Na dann warten Sie mal ab, bis es gebrannt hat! Auch Sie
werden dann den Vorzug dieser Gebäudeversicherung für Sie als
Mieter blitzschnell begreifen!
So gelangen Sie mit jedem Umzug immer wiedeer in den Genauß einer ausreichenden Gebäudeversicherung, die Ihnen den Mietraum erst ermöglicht! - Und nun denken Sie selber einmal nach!

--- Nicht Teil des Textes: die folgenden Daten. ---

//! System prompts for the three assistants and the tera templates that render
//! the tool prompts.

use serde::Serialize;
use serde_json::{Map, Value};
use tera::{Context, Tera};
use thiserror::Error;

use horizon_core::domain::project::{FocusArea, Project};
use horizon_core::requests::{ApplicationContentRequest, BrainstormRequest, PromptMode};

use crate::agents::AgentType;

const BRAINSTORMING_STANDARD: &str = "\
You are an Erasmus+ project consultant working with the Swedish NGO Open Horizon. \
You turn rough ideas into structured, fundable Erasmus+ projects. \
You know the programme priorities well: digital transformation, the green transition, \
inclusion and diversity, participation and European values.

Ask focused questions to find out what the team cares about and what it is good at. \
Suggest the priority themes that fit, pin down the target audience and its needs, \
and look for an innovation angle that sets the project apart. \
Work on one concept at a time, keep the tone encouraging, and keep ambition \
in line with what a small organisation can deliver.";

const BRAINSTORMING_QUICK: &str = "\
You generate Erasmus+ project ideas fast. Help the user settle on a concept and a \
focus area in a few minutes. Answer briefly and end with a concrete next action.";

const BRAINSTORMING_EXPERT: &str = "\
You are a senior Erasmus+ strategy consultant. The user has run funded projects before; \
give detailed analysis of fit with programme priorities, competitive positioning and \
feasibility, and challenge weak assumptions.";

const PLANNING_STANDARD: &str = "\
You are an Erasmus+ planning specialist for the Swedish NGO Open Horizon. \
You help build consortia and shape project structure.

Work out the partner profiles a concept needs, evaluate candidate partners for \
complementary expertise rather than geography alone, and propose a balanced consortium. \
Outline work packages with deliverables, a realistic timeline with milestones, clear \
roles for every partner, and the main risks with their mitigation.";

const PLANNING_QUICK: &str = "\
You give fast partner recommendations and a skeleton project plan. Cover the essential \
partnerships and core deliverables only.";

const PLANNING_EXPERT: &str = "\
You design multi-stakeholder Erasmus+ consortia. Provide detailed risk analysis, \
timeline optimisation and strategic reasoning for every partnership you recommend.";

const APPLICATION_STANDARD: &str = "\
You are an experienced Erasmus+ application writer for the Swedish NGO Open Horizon. \
You write persuasive sections that still meet every formal requirement.

Open each section with why the project matters to evaluators. Support claims with \
evidence or clear reasoning, prefer specific and measurable outcomes, address likely \
concerns before they are raised, and link the Swedish context to European added value. \
Respect word limits strictly and write plain language an international panel can read.";

const APPLICATION_QUICK: &str = "\
You draft Erasmus+ application sections quickly. Meet the basic requirements and keep \
the quality acceptable; polish comes later.";

const APPLICATION_EXPERT: &str = "\
You write competition-level Erasmus+ applications. Use strong narrative structure, \
integrate evidence thoroughly and position every section against the award criteria.";

pub const NEW_SESSION_CONTEXT: &str = "New user session - provide comprehensive guidance.";

pub fn system_prompt(agent: AgentType, mode: PromptMode) -> &'static str {
    match (agent, mode) {
        (AgentType::Brainstorming, PromptMode::Standard) => BRAINSTORMING_STANDARD,
        (AgentType::Brainstorming, PromptMode::Quick) => BRAINSTORMING_QUICK,
        (AgentType::Brainstorming, PromptMode::Expert) => BRAINSTORMING_EXPERT,
        (AgentType::Planning, PromptMode::Standard) => PLANNING_STANDARD,
        (AgentType::Planning, PromptMode::Quick) => PLANNING_QUICK,
        (AgentType::Planning, PromptMode::Expert) => PLANNING_EXPERT,
        (AgentType::Application, PromptMode::Standard) => APPLICATION_STANDARD,
        (AgentType::Application, PromptMode::Quick) => APPLICATION_QUICK,
        (AgentType::Application, PromptMode::Expert) => APPLICATION_EXPERT,
    }
}

/// What the assistant is told about the caller. `project` is the loaded
/// project when `project_id` resolved for this user.
pub fn session_context(
    user_id: Option<&str>,
    project_id: Option<&str>,
    project: Option<&Project>,
    session_id: Option<&str>,
) -> String {
    let mut parts = Vec::new();

    if let Some(user_id) = user_id.filter(|value| !value.is_empty()) {
        parts.push(format!("User ID: {user_id}"));
    }
    if let Some(project_id) = project_id {
        parts.push(format!("Current project: {project_id}"));
        if let Some(project) = project {
            parts.push(format!("Project title: {}", project.title));
            parts.push(format!("Project status: {}", project.status.as_str()));
            parts.push(format!(
                "Focus area: {}",
                project.focus_area.map(|area| area.label()).unwrap_or("Unknown")
            ));
        }
    }
    if let Some(session_id) = session_id {
        parts.push(format!("Session ID: {session_id}"));
    }

    if parts.is_empty() {
        NEW_SESSION_CONTEXT.to_string()
    } else {
        parts.join(" | ")
    }
}

#[derive(Debug, Error)]
pub enum PromptError {
    #[error("prompt template error: {0}")]
    Template(String),
}

impl From<tera::Error> for PromptError {
    fn from(error: tera::Error) -> Self {
        Self::Template(error.to_string())
    }
}

/// Named application sections with their own guidance. Anything else uses the
/// generic template under the caller's section name.
#[derive(Clone, Copy, Debug, PartialEq, Eq)]
pub enum SectionTemplate {
    ProjectDescription,
    Methodology,
    Impact,
    ProjectManagement,
    Dissemination,
    BudgetJustification,
    Generic,
}

impl SectionTemplate {
    pub fn for_section(section_type: &str) -> Self {
        let normalized = section_type.trim().to_ascii_lowercase().replace(['_', '-'], " ");
        match normalized.as_str() {
            "project description" | "description" => Self::ProjectDescription,
            "methodology" => Self::Methodology,
            "impact" => Self::Impact,
            "project management" | "management" => Self::ProjectManagement,
            "dissemination" => Self::Dissemination,
            "budget justification" | "budget" => Self::BudgetJustification,
            _ => Self::Generic,
        }
    }

    fn template_name(&self) -> &'static str {
        match self {
            Self::ProjectDescription => "sections/project_description.tera",
            Self::Methodology => "sections/methodology.tera",
            Self::Impact => "sections/impact.tera",
            Self::ProjectManagement => "sections/project_management.tera",
            Self::Dissemination => "sections/dissemination.tera",
            Self::BudgetJustification => "sections/budget_justification.tera",
            Self::Generic => "sections/generic.tera",
        }
    }
}

#[derive(Serialize)]
struct ContextLine {
    key: String,
    value: String,
}

fn context_lines(project_context: &Map<String, Value>) -> Vec<ContextLine> {
    project_context
        .iter()
        .filter_map(|(key, value)| {
            let rendered = match value {
                Value::Null => return None,
                Value::String(text) => text.trim().to_string(),
                Value::Array(items) => items
                    .iter()
                    .map(|item| match item {
                        Value::String(text) => text.clone(),
                        other => other.to_string(),
                    })
                    .collect::<Vec<_>>()
                    .join(", "),
                other => other.to_string(),
            };
            (!rendered.is_empty()).then(|| ContextLine { key: key.clone(), value: rendered })
        })
        .collect()
}

/// Compiled prompt templates. Built once and shared by the tools.
pub struct PromptLibrary {
    tera: Tera,
}

impl PromptLibrary {
    pub fn embedded() -> Result<Self, PromptError> {
        let mut tera = Tera::default();
        tera.add_raw_templates(vec![
            ("brainstorm.tera", include_str!("../../../templates/prompts/brainstorm.tera")),
            ("sections/base.tera", include_str!("../../../templates/prompts/sections/base.tera")),
            (
                "sections/project_description.tera",
                include_str!("../../../templates/prompts/sections/project_description.tera"),
            ),
            (
                "sections/methodology.tera",
                include_str!("../../../templates/prompts/sections/methodology.tera"),
            ),
            ("sections/impact.tera", include_str!("../../../templates/prompts/sections/impact.tera")),
            (
                "sections/project_management.tera",
                include_str!("../../../templates/prompts/sections/project_management.tera"),
            ),
            (
                "sections/dissemination.tera",
                include_str!("../../../templates/prompts/sections/dissemination.tera"),
            ),
            (
                "sections/budget_justification.tera",
                include_str!("../../../templates/prompts/sections/budget_justification.tera"),
            ),
            (
                "sections/generic.tera",
                include_str!("../../../templates/prompts/sections/generic.tera"),
            ),
        ])?;
        Ok(Self { tera })
    }

    pub fn brainstorm(&self, request: &BrainstormRequest) -> Result<String, PromptError> {
        let mut context = Context::new();
        context.insert("initial_concept", request.initial_concept.trim());
        context.insert("organization_context", request.organization_context.trim());
        context.insert("focus_preference", &request.focus_preference.map(|area| area.label()));
        context.insert(
            "focus_areas",
            &FocusArea::ALL.iter().map(|area| area.label()).collect::<Vec<_>>(),
        );
        Ok(self.tera.render("brainstorm.tera", &context)?)
    }

    pub fn application_section(
        &self,
        request: &ApplicationContentRequest,
        project_context: &Map<String, Value>,
    ) -> Result<String, PromptError> {
        let template = SectionTemplate::for_section(&request.section_type);
        let mut context = Context::new();
        context.insert("section_name", request.section_type.trim());
        context.insert("context_lines", &context_lines(project_context));
        context.insert("word_limit", &request.word_limit);
        Ok(self.tera.render(template.template_name(), &context)?)
    }
}
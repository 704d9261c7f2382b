pub mod compliance;
pub mod config;
pub mod domain;
pub mod errors;
pub mod matching;
pub mod outcome;
pub mod requests;
pub mod retention;
pub mod similarity;

pub use compliance::ComplianceReport;
pub use domain::application::{
    AlternativeVersion, ApplicationSection, ComplianceDetails, GeneratedContent, SectionId,
};
pub use domain::concept::ProjectConcept;
pub use domain::partner::{ContactInfo, OrganizationType, Partner, PartnerId};
pub use domain::project::{FocusArea, Project, ProjectId, ProjectStatus};
pub use errors::{ApplicationError, DomainError, ErrorCode, FieldError};
pub use matching::{PartnerCriteria, PartnerMatches, SearchMetadata};
pub use outcome::ToolOutcome;
pub use requests::PromptMode;
pub use retention::{RetentionCutoffs, RetentionPolicy};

Na das liest sich jetzt aber so, als würde sich Vermieten nur lohnen, wenn die Gebäudeversicherung umlagefähig ist. Ich denke, das hat sich zumindest in den vergangenen Jahrzehnten auch gelohnt, selbst wenn der Vermieter die Versicherung nicht hätte umlegen können. Einen gemeinsamen Nenner haben wir schon: Gebäudeversicherung muss sein, nur bei der Frage, wer sie bezahlen soll, sind wir getrennter Meinung
Moin!
Die Wohngebäudeversicherung ist, genauso wie die Haushaftpflichtversicherung, auch für Sie da. Ohne Wohngebäude hätten Sie nämlich gar keine Bleibe.
Und es ist doch relativ egal, was für Sie richtig ist, oder nicht.
Da das im Gesetz so steht, ist es gültig.
Gruß
MK
hallo,
diese Versicherung ist für Hagel,Sturm u.s.w…bitte mal googlen
lisa
hallo lisa,
was die WG-Versicherung abdeckt ist mir schon bewusst, meine Frage war, warum der Mieter sie bezahlen soll, wo sie doch das Vermögen des Vermieters schützt.
Also meine Gebäudeversicherung umfasst z.B. Wasserschäden und Brandschäden. Diese Schäden können doch vom Mieter u.U. verursacht werden?
Außerdem schützt diese Versicherung ja die eigentliche Mietsache, also die Wohnung oder das Haus und kommt somit dem Mieter ebenso zugute. Ich verstehe die Frage nicht so ganz…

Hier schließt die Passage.